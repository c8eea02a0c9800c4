use std::thread;
use std::time::Duration;

use tile_pathfinding::trace::Playback;
use tile_pathfinding::{CharGrid, Pathfinder, EARTH, LIFT, ROBOT};

// In this example the robot R walks to the lift L on the map below and the route is replayed
// one step per tick, the way the game's "solve" mode does it.
// - # marks a wall
// - * marks a rock
// - \ marks a lambda, which can be walked over

const MAP: &str = "\
#########
#R......#
#.###*#.#
#..\\#.#.#
###.#..L#
#########";

fn main() {
    let mut grid: CharGrid = MAP.parse().expect("map is well formed");
    let start = grid.find_symbol(ROBOT).expect("map has a robot");
    let lift = grid.find_symbol(LIFT).expect("map has a lift");
    print!("{}", grid);

    let result = Pathfinder::default()
        .find_path(&grid, start, lift)
        .expect("robot and lift are on the map");
    if !result.is_found() {
        println!("No route from {:?} to the lift", start);
        return;
    }
    println!(
        "Route of {} cells, {} cells expanded",
        result.len(),
        result.stats().expanded
    );

    let playback =
        Playback::new(result.path(), Duration::from_millis(100)).expect("path is connected");
    println!("Trace: {}", playback.trace());
    let mut robot = start;
    for step in playback {
        thread::sleep(step.delay);
        grid.set(robot, EARTH);
        grid.set(step.cell, ROBOT);
        robot = step.cell;
        println!("{}", step.mv);
    }
    print!("{}", grid);
}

──────────────────────────────

EXERCISE REQUIREMENTS
Select every line in the material above where the string "marks" occurs, and copy it.

FINISHED EXERCISE
// - # marks a wall
// - * marks a rock
// - \ marks a lambda, which can be walked over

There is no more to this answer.